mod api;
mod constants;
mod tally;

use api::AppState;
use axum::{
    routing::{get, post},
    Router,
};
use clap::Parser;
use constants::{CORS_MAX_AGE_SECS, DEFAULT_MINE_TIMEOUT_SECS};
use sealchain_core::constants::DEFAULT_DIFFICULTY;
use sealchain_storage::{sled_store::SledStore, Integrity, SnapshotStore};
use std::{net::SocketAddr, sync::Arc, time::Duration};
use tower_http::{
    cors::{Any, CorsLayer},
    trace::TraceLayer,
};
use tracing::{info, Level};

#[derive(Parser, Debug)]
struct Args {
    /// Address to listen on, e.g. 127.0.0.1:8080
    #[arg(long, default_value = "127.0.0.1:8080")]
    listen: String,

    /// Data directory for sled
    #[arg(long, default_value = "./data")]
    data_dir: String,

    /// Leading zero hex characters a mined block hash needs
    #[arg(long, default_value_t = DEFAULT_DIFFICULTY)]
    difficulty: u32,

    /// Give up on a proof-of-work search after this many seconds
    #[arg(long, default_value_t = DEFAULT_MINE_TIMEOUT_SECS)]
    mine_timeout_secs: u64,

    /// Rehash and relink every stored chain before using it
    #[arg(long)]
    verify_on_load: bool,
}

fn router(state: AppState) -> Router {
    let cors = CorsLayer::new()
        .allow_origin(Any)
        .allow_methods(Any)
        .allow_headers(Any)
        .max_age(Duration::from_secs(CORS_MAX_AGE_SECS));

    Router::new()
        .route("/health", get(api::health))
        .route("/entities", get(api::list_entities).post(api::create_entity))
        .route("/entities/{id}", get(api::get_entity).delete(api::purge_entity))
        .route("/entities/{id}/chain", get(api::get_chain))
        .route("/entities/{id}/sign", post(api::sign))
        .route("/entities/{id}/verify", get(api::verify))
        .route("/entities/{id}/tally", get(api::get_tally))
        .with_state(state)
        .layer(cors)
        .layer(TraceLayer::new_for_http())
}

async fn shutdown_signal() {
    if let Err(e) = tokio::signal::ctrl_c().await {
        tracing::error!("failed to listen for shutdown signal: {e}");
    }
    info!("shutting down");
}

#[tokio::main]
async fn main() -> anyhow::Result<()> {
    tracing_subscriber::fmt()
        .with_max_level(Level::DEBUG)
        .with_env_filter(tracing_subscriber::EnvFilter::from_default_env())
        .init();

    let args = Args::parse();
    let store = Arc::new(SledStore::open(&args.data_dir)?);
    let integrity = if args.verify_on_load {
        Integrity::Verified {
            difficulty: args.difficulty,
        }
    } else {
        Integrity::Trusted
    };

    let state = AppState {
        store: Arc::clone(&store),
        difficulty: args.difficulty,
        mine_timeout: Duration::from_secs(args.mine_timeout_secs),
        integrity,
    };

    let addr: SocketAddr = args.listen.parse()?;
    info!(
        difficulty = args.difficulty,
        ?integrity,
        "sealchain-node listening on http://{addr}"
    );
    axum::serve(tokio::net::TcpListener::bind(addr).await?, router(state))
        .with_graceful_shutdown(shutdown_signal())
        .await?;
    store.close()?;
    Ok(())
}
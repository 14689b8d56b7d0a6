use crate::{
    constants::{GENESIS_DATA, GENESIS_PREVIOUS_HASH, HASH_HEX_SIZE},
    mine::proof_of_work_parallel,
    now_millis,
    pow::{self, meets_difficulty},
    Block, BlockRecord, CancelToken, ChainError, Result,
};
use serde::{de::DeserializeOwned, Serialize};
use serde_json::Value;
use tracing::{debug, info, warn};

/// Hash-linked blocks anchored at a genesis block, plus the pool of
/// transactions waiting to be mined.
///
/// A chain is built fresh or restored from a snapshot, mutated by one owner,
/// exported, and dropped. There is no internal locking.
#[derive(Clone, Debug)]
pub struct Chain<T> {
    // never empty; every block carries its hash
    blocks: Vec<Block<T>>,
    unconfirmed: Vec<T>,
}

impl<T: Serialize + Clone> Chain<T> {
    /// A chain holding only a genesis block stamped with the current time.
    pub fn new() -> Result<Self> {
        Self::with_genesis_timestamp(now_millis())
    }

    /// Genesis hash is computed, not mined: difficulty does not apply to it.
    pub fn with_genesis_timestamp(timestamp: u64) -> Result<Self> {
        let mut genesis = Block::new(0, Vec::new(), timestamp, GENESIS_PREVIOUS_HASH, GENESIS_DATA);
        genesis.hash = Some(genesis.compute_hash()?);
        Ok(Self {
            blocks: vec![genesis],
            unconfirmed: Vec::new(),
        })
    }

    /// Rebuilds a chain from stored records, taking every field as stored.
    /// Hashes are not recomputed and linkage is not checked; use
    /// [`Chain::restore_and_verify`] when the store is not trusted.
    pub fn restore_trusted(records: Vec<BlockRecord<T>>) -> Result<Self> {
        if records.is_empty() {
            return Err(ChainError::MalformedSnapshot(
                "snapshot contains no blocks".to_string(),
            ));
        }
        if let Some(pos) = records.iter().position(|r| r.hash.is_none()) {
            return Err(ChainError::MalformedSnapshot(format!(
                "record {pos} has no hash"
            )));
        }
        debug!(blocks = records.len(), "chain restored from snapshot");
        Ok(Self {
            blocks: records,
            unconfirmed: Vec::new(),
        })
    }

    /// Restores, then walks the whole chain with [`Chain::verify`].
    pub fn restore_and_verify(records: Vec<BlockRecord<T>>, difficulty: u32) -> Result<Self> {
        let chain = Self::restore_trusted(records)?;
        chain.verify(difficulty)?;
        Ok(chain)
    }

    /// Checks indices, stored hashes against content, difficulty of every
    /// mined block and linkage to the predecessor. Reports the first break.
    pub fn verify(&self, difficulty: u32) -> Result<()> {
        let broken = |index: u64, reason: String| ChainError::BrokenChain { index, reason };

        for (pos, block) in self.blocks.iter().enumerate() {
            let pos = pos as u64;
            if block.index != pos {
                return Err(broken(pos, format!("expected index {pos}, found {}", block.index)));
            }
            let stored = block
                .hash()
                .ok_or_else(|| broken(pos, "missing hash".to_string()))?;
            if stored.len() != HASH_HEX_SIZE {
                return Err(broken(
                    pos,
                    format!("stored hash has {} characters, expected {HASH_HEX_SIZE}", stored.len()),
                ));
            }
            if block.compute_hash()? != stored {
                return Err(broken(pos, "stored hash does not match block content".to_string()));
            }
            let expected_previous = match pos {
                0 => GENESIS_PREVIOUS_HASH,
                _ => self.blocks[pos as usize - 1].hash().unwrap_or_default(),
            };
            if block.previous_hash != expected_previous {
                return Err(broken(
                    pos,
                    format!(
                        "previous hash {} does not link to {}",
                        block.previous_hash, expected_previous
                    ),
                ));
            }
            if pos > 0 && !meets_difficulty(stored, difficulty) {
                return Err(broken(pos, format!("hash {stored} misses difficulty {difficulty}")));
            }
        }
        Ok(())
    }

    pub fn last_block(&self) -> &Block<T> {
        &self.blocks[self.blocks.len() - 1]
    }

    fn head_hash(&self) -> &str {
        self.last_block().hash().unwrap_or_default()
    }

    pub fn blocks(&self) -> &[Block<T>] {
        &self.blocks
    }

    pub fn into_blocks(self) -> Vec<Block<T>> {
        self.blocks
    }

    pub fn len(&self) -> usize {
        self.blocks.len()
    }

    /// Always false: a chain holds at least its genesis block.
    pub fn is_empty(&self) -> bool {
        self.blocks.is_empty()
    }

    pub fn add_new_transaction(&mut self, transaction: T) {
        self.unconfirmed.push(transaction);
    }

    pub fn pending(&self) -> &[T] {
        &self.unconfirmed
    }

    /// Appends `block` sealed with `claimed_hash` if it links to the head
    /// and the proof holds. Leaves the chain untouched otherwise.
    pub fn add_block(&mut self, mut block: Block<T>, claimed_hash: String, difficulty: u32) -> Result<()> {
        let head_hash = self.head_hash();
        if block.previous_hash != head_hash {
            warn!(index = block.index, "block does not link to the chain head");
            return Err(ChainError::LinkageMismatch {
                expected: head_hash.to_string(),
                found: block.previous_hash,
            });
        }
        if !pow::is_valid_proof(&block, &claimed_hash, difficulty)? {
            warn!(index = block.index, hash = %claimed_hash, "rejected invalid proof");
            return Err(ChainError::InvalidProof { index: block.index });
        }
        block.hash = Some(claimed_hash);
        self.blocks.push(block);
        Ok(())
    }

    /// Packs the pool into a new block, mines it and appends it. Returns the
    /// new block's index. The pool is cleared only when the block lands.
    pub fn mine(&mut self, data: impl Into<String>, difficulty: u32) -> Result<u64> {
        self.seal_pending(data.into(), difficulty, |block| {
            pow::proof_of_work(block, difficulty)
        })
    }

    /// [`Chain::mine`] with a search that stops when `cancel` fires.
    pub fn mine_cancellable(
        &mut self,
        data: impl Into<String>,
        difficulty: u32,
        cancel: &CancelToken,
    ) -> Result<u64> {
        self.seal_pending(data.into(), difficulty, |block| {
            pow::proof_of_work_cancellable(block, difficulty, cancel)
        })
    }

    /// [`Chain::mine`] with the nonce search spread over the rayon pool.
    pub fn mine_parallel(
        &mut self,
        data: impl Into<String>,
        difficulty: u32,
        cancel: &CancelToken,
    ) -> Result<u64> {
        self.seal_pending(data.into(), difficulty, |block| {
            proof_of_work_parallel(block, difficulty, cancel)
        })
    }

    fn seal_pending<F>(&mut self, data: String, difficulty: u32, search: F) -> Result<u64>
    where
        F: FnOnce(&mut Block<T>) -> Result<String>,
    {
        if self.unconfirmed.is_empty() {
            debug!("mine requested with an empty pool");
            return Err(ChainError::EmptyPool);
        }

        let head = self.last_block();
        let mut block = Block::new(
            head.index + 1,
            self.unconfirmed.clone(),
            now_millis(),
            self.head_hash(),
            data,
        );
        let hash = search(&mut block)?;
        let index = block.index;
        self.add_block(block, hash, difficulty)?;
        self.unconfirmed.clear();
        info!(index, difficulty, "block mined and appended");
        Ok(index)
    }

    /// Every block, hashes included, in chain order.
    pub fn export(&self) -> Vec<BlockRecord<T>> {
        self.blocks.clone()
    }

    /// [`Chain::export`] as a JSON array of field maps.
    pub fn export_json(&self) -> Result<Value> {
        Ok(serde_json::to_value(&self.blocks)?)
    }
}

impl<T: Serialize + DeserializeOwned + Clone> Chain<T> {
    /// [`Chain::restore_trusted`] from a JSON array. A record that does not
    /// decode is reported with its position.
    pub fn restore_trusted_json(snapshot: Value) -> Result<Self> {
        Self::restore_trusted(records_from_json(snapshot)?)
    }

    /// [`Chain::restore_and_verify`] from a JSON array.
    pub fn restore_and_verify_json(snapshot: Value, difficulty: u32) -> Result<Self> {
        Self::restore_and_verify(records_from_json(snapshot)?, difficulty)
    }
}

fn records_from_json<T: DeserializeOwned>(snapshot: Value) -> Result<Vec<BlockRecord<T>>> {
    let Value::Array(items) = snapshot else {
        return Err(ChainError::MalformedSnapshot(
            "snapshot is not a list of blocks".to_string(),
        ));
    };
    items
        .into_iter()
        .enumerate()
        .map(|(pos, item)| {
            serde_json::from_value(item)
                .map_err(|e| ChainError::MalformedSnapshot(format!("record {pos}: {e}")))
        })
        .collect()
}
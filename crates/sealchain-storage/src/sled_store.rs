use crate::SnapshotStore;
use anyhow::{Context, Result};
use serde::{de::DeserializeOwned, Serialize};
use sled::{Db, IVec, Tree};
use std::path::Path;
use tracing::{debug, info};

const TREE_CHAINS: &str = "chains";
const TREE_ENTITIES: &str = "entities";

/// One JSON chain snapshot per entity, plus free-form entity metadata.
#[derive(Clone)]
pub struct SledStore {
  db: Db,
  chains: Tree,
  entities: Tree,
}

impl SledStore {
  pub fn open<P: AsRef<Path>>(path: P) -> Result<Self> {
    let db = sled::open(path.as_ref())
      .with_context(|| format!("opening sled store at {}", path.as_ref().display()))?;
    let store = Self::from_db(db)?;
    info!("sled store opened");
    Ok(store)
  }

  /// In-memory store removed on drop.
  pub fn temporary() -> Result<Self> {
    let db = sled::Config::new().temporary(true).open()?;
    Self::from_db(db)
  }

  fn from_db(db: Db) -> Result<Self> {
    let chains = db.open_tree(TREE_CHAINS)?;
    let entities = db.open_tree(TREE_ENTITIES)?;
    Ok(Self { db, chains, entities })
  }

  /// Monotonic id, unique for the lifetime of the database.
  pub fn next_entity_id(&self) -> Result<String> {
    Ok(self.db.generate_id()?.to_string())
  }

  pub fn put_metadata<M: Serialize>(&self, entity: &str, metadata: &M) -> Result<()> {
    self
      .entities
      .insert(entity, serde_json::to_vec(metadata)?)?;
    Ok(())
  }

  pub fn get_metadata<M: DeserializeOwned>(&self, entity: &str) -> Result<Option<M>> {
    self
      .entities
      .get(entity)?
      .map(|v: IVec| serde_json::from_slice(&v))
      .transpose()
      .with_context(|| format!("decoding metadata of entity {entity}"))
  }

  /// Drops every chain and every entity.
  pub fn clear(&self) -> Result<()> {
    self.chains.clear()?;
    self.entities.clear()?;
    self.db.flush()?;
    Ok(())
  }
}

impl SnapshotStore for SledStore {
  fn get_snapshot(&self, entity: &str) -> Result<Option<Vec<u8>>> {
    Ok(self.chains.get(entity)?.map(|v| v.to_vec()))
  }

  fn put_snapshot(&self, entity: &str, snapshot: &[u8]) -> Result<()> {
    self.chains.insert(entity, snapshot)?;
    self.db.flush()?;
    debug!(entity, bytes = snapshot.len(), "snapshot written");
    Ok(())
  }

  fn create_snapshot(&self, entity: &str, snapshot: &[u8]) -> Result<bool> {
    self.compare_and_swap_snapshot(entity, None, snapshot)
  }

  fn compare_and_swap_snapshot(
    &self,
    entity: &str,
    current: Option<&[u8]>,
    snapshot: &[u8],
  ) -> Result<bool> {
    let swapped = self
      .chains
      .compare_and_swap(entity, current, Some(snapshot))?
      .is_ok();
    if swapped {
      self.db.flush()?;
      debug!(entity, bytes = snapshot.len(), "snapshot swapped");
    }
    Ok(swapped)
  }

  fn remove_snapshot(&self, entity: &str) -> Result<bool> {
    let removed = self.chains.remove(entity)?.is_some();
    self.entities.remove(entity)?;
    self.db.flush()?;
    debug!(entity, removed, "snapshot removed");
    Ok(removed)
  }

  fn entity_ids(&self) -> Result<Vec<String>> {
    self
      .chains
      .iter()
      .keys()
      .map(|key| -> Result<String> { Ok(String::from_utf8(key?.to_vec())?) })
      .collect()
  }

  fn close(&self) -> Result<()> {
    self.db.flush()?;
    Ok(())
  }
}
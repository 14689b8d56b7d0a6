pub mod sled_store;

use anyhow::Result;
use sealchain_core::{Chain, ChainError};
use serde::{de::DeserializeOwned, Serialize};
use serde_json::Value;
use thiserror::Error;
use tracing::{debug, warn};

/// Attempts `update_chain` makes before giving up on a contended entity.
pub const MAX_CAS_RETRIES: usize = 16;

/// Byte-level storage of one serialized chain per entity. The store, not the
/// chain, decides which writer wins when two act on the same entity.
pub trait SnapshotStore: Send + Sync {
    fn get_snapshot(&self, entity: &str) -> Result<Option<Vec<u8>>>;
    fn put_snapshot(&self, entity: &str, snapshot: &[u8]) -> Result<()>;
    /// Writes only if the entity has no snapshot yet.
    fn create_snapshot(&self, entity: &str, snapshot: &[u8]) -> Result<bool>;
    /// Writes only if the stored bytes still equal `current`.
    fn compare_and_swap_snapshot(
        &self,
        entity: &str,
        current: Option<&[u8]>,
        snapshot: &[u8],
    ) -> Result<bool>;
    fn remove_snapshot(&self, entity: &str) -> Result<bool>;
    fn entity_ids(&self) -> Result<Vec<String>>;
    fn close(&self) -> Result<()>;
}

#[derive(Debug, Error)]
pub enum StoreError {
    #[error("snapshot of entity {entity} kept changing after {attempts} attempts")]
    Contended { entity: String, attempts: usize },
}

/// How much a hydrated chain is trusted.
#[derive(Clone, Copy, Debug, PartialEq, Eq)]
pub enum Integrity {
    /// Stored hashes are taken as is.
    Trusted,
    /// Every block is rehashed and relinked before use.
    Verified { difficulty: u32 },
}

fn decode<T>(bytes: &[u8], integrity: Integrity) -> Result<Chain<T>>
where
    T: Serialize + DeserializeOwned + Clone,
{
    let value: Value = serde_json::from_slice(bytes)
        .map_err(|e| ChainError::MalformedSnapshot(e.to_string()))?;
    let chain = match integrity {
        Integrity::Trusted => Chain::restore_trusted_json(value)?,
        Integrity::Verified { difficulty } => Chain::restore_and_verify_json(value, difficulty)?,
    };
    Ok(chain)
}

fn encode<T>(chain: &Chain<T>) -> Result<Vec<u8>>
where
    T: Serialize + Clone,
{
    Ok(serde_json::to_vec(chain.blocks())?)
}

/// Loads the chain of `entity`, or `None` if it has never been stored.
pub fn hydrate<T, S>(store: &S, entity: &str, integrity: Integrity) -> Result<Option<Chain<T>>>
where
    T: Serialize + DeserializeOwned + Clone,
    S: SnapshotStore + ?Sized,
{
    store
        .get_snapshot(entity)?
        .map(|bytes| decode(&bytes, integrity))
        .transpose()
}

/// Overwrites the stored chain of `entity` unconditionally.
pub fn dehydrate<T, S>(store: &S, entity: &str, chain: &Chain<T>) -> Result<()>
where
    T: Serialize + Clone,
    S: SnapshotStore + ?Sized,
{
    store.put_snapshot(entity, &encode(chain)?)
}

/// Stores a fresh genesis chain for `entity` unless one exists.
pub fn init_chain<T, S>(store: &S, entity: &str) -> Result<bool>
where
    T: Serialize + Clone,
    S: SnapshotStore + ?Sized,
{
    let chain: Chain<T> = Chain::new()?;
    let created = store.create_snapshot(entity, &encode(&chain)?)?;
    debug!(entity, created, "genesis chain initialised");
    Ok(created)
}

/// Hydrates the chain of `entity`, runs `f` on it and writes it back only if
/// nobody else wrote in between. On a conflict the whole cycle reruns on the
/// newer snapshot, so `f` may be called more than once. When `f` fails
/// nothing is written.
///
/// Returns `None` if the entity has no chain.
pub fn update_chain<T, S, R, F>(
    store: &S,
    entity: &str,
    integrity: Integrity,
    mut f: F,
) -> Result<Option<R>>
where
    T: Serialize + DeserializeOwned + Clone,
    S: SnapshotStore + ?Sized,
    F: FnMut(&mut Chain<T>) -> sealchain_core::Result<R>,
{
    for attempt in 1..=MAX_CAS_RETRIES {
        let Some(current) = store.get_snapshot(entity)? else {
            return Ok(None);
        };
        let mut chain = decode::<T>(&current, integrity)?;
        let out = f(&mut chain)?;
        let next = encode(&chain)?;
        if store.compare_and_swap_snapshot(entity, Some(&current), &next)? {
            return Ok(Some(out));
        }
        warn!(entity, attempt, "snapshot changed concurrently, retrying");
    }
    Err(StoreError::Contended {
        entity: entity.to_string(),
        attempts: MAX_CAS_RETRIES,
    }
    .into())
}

----------

§ **Activity**:
Go through the entries above and copy out every line that includes the word "MalformedSnapshot".

§ **Exercise output**:
            return Err(ChainError::MalformedSnapshot(
            return Err(ChainError::MalformedSnapshot(format!(
        return Err(ChainError::MalformedSnapshot(
                .map_err(|e| ChainError::MalformedSnapshot(format!("record {pos}: {e}")))
        .map_err(|e| ChainError::MalformedSnapshot(e.to_string()))?;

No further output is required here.